(Beginning of Records supplied)

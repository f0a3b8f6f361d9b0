//! HTTP yield feed with retries and exponential backoff.

use super::{parse_quotes, OracleFetchError, YieldSource};
use crate::model::YieldQuote;
use serde::{Deserialize, Serialize};
use std::sync::atomic::{AtomicU64, Ordering};
use std::time::Duration;
use tracing::{debug, info, warn};
use url::Url;

const DEFAULT_BASE_URL: &str = "http://127.0.0.1:8787";
const DEFAULT_QUOTES_PATH: &str = "/v1/yields";
const TIMEOUT_SECS: u64 = 30;
const MAX_RETRIES: u32 = 3;
const RETRY_BACKOFF_MS: u64 = 500;

#[derive(Clone, Debug, PartialEq, Eq, Serialize, Deserialize)]
#[serde(default)]
pub struct OracleConfig {
    pub base_url: String,
    pub quotes_path: String,
    /// Bounds the whole fetch, retries included.
    pub timeout_secs: u64,
    pub max_retries: u32,
    pub retry_backoff_ms: u64,
}

impl Default for OracleConfig {
    fn default() -> Self {
        Self {
            base_url: DEFAULT_BASE_URL.to_string(),
            quotes_path: DEFAULT_QUOTES_PATH.to_string(),
            timeout_secs: TIMEOUT_SECS,
            max_retries: MAX_RETRIES,
            retry_backoff_ms: RETRY_BACKOFF_MS,
        }
    }
}

impl OracleConfig {
    pub fn quotes_url(&self) -> Result<Url, OracleFetchError> {
        let base = Url::parse(&self.base_url)?;
        Ok(base.join(&self.quotes_path)?)
    }

    pub fn timeout(&self) -> Duration {
        Duration::from_secs(self.timeout_secs)
    }
}

pub struct HttpYieldSource {
    config: OracleConfig,
    url: Url,
    client: reqwest::Client,
    request_count: AtomicU64,
}

impl HttpYieldSource {
    pub fn new(config: OracleConfig) -> Result<Self, OracleFetchError> {
        let url = config.quotes_url()?;
        let client = reqwest::Client::builder()
            .use_rustls_tls()
            .timeout(config.timeout())
            .build()?;
        Ok(Self {
            config,
            url,
            client,
            request_count: AtomicU64::new(0),
        })
    }

    pub fn config(&self) -> &OracleConfig {
        &self.config
    }

    /// Successful responses received so far.
    pub fn request_count(&self) -> u64 {
        self.request_count.load(Ordering::Relaxed)
    }

    async fn backoff(&self, attempt: u32) {
        if attempt < self.config.max_retries {
            let ms = self
                .config
                .retry_backoff_ms
                .saturating_mul(1u64 << attempt.min(16));
            warn!(attempt, ms, url = %self.url, "retry after error");
            tokio::time::sleep(Duration::from_millis(ms)).await;
        }
    }

    async fn get_body(&self) -> Result<String, OracleFetchError> {
        let mut last_err = None;
        for attempt in 0..=self.config.max_retries {
            match self.client.get(self.url.clone()).send().await {
                Ok(r) => {
                    let status = r.status();
                    let body = r.text().await.unwrap_or_default();
                    if !status.is_success() {
                        last_err = Some(OracleFetchError::Api(status.as_u16(), body));
                        self.backoff(attempt).await;
                        continue;
                    }
                    self.request_count.fetch_add(1, Ordering::Relaxed);
                    debug!(bytes = body.len(), "quotes response");
                    return Ok(body);
                }
                Err(e) => {
                    last_err = Some(OracleFetchError::Request(e));
                    self.backoff(attempt).await;
                }
            }
        }
        Err(last_err.unwrap_or(OracleFetchError::Api(0, "unknown".to_string())))
    }
}

impl YieldSource for HttpYieldSource {
    async fn fetch_quotes(&self) -> Result<Vec<YieldQuote>, OracleFetchError> {
        let body = self.get_body().await?;
        let quotes = parse_quotes(&body)?;
        info!(count = quotes.len(), url = %self.url, "fetched quotes");
        Ok(quotes)
    }
}
//! Evidence package listing.
//!
//! A display step: the listed names come straight from config. Existence is
//! noted for the operator but never affects the outcome.
use crate::config::resolve_path;
use serde::Serialize;
use std::path::Path;

#[derive(Debug, Clone, PartialEq, Eq, Serialize)]
pub struct EvidenceEntry {
    pub name: String,
    pub exists: bool,
}

pub fn enumerate(root: &Path, files: &[String]) -> Vec<EvidenceEntry> {
    files
        .iter()
        .map(|name| EvidenceEntry {
            name: name.clone(),
            exists: resolve_path(root, name).exists(),
        })
        .collect()
}
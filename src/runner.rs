//! External test programs (reproduction and invariant gates).
//!
//! The only contract is the exit status. Output is passed through untouched and
//! nothing is retried: one attempt, zero means pass.
use anyhow::{anyhow, Context, Result};
use serde::Serialize;
use std::path::{Path, PathBuf};
use std::process::{Command, Stdio};
use std::thread;
use std::time::{Duration, Instant};

const POLL_INTERVAL: Duration = Duration::from_millis(50);

/// Result of a test program that actually ran.
///
/// Failing to locate or start the program is an `Err` from [`TestProgram::run`],
/// never one of these variants.
#[derive(Debug, Clone, Copy, PartialEq, Eq, Serialize)]
#[serde(tag = "result", rename_all = "snake_case")]
pub enum TestOutcome {
    Passed,
    Failed { exit_code: Option<i32> },
    TimedOut { seconds: u64 },
}

pub trait TestProgram {
    /// Command line as shown to the operator.
    fn describe(&self) -> String;
    fn run(&self) -> Result<TestOutcome>;
}

/// Where the child's stdout goes. Stderr is always inherited.
#[derive(Debug, Clone, Copy, PartialEq, Eq)]
pub enum OutputRoute {
    Inherit,
    /// Keeps our own stdout clean for machine-readable output.
    Stderr,
}

#[derive(Debug, Clone)]
pub struct ProcessTest {
    argv: Vec<String>,
    cwd: PathBuf,
    timeout: Option<Duration>,
    route: OutputRoute,
}

impl ProcessTest {
    pub fn new(argv: Vec<String>, cwd: &Path) -> Self {
        Self {
            argv,
            cwd: cwd.to_path_buf(),
            timeout: None,
            route: OutputRoute::Inherit,
        }
    }

    pub fn with_timeout(mut self, seconds: Option<u64>) -> Self {
        self.timeout = seconds.map(Duration::from_secs);
        self
    }

    pub fn with_route(mut self, route: OutputRoute) -> Self {
        self.route = route;
        self
    }

    /// Resolve argv[0]: bare names through `PATH`, anything with a separator
    /// relative to the working directory.
    fn resolve_program(&self) -> Result<PathBuf> {
        let program = self
            .argv
            .first()
            .ok_or_else(|| anyhow!("test command is empty"))?;
        let as_path = Path::new(program);
        if as_path.components().count() > 1 || as_path.is_absolute() {
            let resolved = if as_path.is_absolute() {
                as_path.to_path_buf()
            } else {
                self.cwd.join(as_path)
            };
            if !resolved.is_file() {
                return Err(anyhow!("test program not found: {}", resolved.display()));
            }
            return resolved
                .canonicalize()
                .with_context(|| format!("resolve {}", resolved.display()));
        }
        which::which(program).with_context(|| format!("test program not found on PATH: {program}"))
    }
}

impl TestProgram for ProcessTest {
    fn describe(&self) -> String {
        shell_words::join(&self.argv)
    }

    fn run(&self) -> Result<TestOutcome> {
        let program = self.resolve_program()?;
        let mut cmd = Command::new(&program);
        cmd.args(&self.argv[1..]).current_dir(&self.cwd);
        if self.route == OutputRoute::Stderr {
            cmd.stdout(Stdio::from(std::io::stderr()));
        }
        tracing::info!(command = %self.describe(), "starting test program");
        let started = Instant::now();
        let mut child = cmd
            .spawn()
            .with_context(|| format!("spawn {}", program.display()))?;

        loop {
            if let Some(status) = child
                .try_wait()
                .with_context(|| format!("wait for {}", program.display()))?
            {
                tracing::info!(
                    exit_code = ?status.code(),
                    elapsed_ms = started.elapsed().as_millis(),
                    "test program exited"
                );
                return Ok(if status.success() {
                    TestOutcome::Passed
                } else {
                    TestOutcome::Failed {
                        exit_code: status.code(),
                    }
                });
            }
            if let Some(timeout) = self.timeout {
                if started.elapsed() >= timeout {
                    let _ = child.kill();
                    let _ = child.wait();
                    tracing::warn!(
                        command = %self.describe(),
                        seconds = timeout.as_secs(),
                        "test program timed out and was killed"
                    );
                    return Ok(TestOutcome::TimedOut {
                        seconds: timeout.as_secs(),
                    });
                }
            }
            thread::sleep(POLL_INTERVAL);
        }
    }
}
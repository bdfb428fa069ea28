//! Five-stage gate pipeline.
//!
//! Stages run strictly in order and the first stage that does not pass ends the
//! run; later stages are recorded as skipped. Nothing is carried between stages
//! and nothing is written, so rerunning against the same inputs gives the same
//! outcome.
use crate::config::{resolve_path, AuditConfig};
use crate::diff::{self, DiffFinding, DiffSource};
use crate::evidence::{self, EvidenceEntry};
use crate::runner::{TestOutcome, TestProgram};
use crate::structural::{self, StructuralVerdict};
use serde::Serialize;
use std::path::Path;

pub const EXIT_SUCCESS: i32 = 0;
/// A stage ran and its check did not hold.
pub const EXIT_FAILED: i32 = 1;
/// A stage could not run (collaborator missing, unreadable input, bad config).
pub const EXIT_ERROR: i32 = 2;
pub const EXIT_TIMEOUT: i32 = 124;

#[derive(Debug, Clone, Copy, PartialEq, Eq, Serialize)]
#[serde(rename_all = "snake_case")]
pub enum StageId {
    DiffEvidence,
    Reproduction,
    Invariants,
    Structural,
    Evidence,
}

impl StageId {
    pub const ALL: [StageId; 5] = [
        StageId::DiffEvidence,
        StageId::Reproduction,
        StageId::Invariants,
        StageId::Structural,
        StageId::Evidence,
    ];

    pub fn number(&self) -> usize {
        match self {
            StageId::DiffEvidence => 1,
            StageId::Reproduction => 2,
            StageId::Invariants => 3,
            StageId::Structural => 4,
            StageId::Evidence => 5,
        }
    }

    pub fn title(&self) -> &'static str {
        match self {
            StageId::DiffEvidence => "Diff evidence",
            StageId::Reproduction => "Reproduction test",
            StageId::Invariants => "Invariant (gate) tests",
            StageId::Structural => "Structural verification",
            StageId::Evidence => "Evidence package",
        }
    }
}

#[derive(Debug, Clone, Copy, PartialEq, Eq, Serialize)]
#[serde(rename_all = "snake_case")]
pub enum StageStatus {
    Passed,
    Failed,
    Error,
    Skipped,
}

#[derive(Debug, Clone, PartialEq, Eq, Serialize)]
#[serde(tag = "kind", rename_all = "snake_case")]
pub enum StageDetail {
    Diff(DiffFinding),
    Test {
        command: String,
        outcome: TestOutcome,
    },
    Structural {
        source_file: String,
        verdict: StructuralVerdict,
    },
    Evidence {
        files: Vec<EvidenceEntry>,
    },
    /// The stage could not run at all.
    Error {
        message: String,
    },
}

#[derive(Debug, Clone, PartialEq, Eq, Serialize)]
pub struct StageReport {
    pub stage: StageId,
    pub status: StageStatus,
    #[serde(skip_serializing_if = "Option::is_none")]
    pub detail: Option<StageDetail>,
    /// Exit status this stage imposes on the run when it is the first failure.
    #[serde(skip)]
    pub exit_code: i32,
}

impl StageReport {
    fn new(stage: StageId, status: StageStatus, detail: StageDetail, exit_code: i32) -> Self {
        Self {
            stage,
            status,
            detail: Some(detail),
            exit_code,
        }
    }

    fn error(stage: StageId, err: &anyhow::Error) -> Self {
        Self::new(
            stage,
            StageStatus::Error,
            StageDetail::Error {
                message: format!("{err:#}"),
            },
            EXIT_ERROR,
        )
    }

    fn skipped(stage: StageId) -> Self {
        Self {
            stage,
            status: StageStatus::Skipped,
            detail: None,
            exit_code: EXIT_SUCCESS,
        }
    }
}

#[derive(Debug, Clone, PartialEq, Eq, Serialize)]
pub struct PipelineOutcome {
    pub passed: bool,
    pub exit_code: i32,
    pub stages: Vec<StageReport>,
}

/// External capabilities the pipeline delegates to.
pub struct Collaborators<'a> {
    pub diff: &'a dyn DiffSource,
    pub reproduction: &'a dyn TestProgram,
    pub invariants: &'a dyn TestProgram,
}

/// Receives stage boundaries as they happen, so test program output lands
/// under the right heading.
pub trait StageObserver {
    fn stage_started(&mut self, _stage: StageId) {}
    fn stage_finished(&mut self, _report: &StageReport) {}
}

/// Observer that ignores all events.
pub struct Silent;

impl StageObserver for Silent {}

pub fn run_pipeline(
    config: &AuditConfig,
    root: &Path,
    collaborators: &Collaborators<'_>,
    observer: &mut dyn StageObserver,
) -> PipelineOutcome {
    let mut stages = Vec::with_capacity(StageId::ALL.len());
    let mut exit_code = EXIT_SUCCESS;
    let mut halted = false;

    for stage in StageId::ALL {
        if halted {
            stages.push(StageReport::skipped(stage));
            continue;
        }
        observer.stage_started(stage);
        let report = run_stage(stage, config, root, collaborators);
        tracing::info!(stage = ?stage, status = ?report.status, "stage finished");
        observer.stage_finished(&report);
        if report.status != StageStatus::Passed {
            halted = true;
            exit_code = if report.exit_code == EXIT_SUCCESS {
                EXIT_FAILED
            } else {
                report.exit_code
            };
        }
        stages.push(report);
    }

    PipelineOutcome {
        passed: !halted,
        exit_code,
        stages,
    }
}

fn run_stage(
    stage: StageId,
    config: &AuditConfig,
    root: &Path,
    collaborators: &Collaborators<'_>,
) -> StageReport {
    match stage {
        StageId::DiffEvidence => diff_stage(config, collaborators.diff),
        StageId::Reproduction => test_stage(stage, collaborators.reproduction),
        StageId::Invariants => test_stage(stage, collaborators.invariants),
        StageId::Structural => structural_stage(config, root),
        StageId::Evidence => StageReport::new(
            stage,
            StageStatus::Passed,
            StageDetail::Evidence {
                files: evidence::enumerate(root, &config.evidence.files),
            },
            EXIT_SUCCESS,
        ),
    }
}

fn diff_stage(config: &AuditConfig, source: &dyn DiffSource) -> StageReport {
    let stage = StageId::DiffEvidence;
    // GitDiff runs inside the root, so the path stays as configured.
    match diff::check_removal(source, Path::new(&config.diff.file), &config.diff.marker) {
        Ok(finding) if finding.found => {
            StageReport::new(stage, StageStatus::Passed, StageDetail::Diff(finding), EXIT_SUCCESS)
        }
        Ok(finding) => {
            StageReport::new(stage, StageStatus::Failed, StageDetail::Diff(finding), EXIT_FAILED)
        }
        Err(err) => StageReport::error(stage, &err),
    }
}

fn test_stage(stage: StageId, program: &dyn TestProgram) -> StageReport {
    let command = program.describe();
    let outcome = match program.run() {
        Ok(outcome) => outcome,
        Err(err) => return StageReport::error(stage, &err),
    };
    let (status, exit_code) = match outcome {
        TestOutcome::Passed => (StageStatus::Passed, EXIT_SUCCESS),
        TestOutcome::Failed { exit_code } => {
            (StageStatus::Failed, exit_code.unwrap_or(EXIT_FAILED))
        }
        TestOutcome::TimedOut { .. } => (StageStatus::Failed, EXIT_TIMEOUT),
    };
    StageReport::new(stage, status, StageDetail::Test { command, outcome }, exit_code)
}

fn structural_stage(config: &AuditConfig, root: &Path) -> StageReport {
    let stage = StageId::Structural;
    let path = resolve_path(root, &config.structural.source_file);
    match structural::verify_file(&path, &config.structural) {
        Ok(verdict) => {
            let (status, exit_code) = if verdict.passed() {
                (StageStatus::Passed, EXIT_SUCCESS)
            } else {
                (StageStatus::Failed, EXIT_FAILED)
            };
            StageReport::new(
                stage,
                status,
                StageDetail::Structural {
                    source_file: config.structural.source_file.clone(),
                    verdict,
                },
                exit_code,
            )
        }
        Err(err) => StageReport::error(stage, &err),
    }
}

(End of Records supplied)

__Action item__
In the lines above, find each one with "DiffSource" and list it.

__Answer to this task__
use crate::diff::{self, DiffFinding, DiffSource};
    pub diff: &'a dyn DiffSource,
fn diff_stage(config: &AuditConfig, source: &dyn DiffSource) -> StageReport {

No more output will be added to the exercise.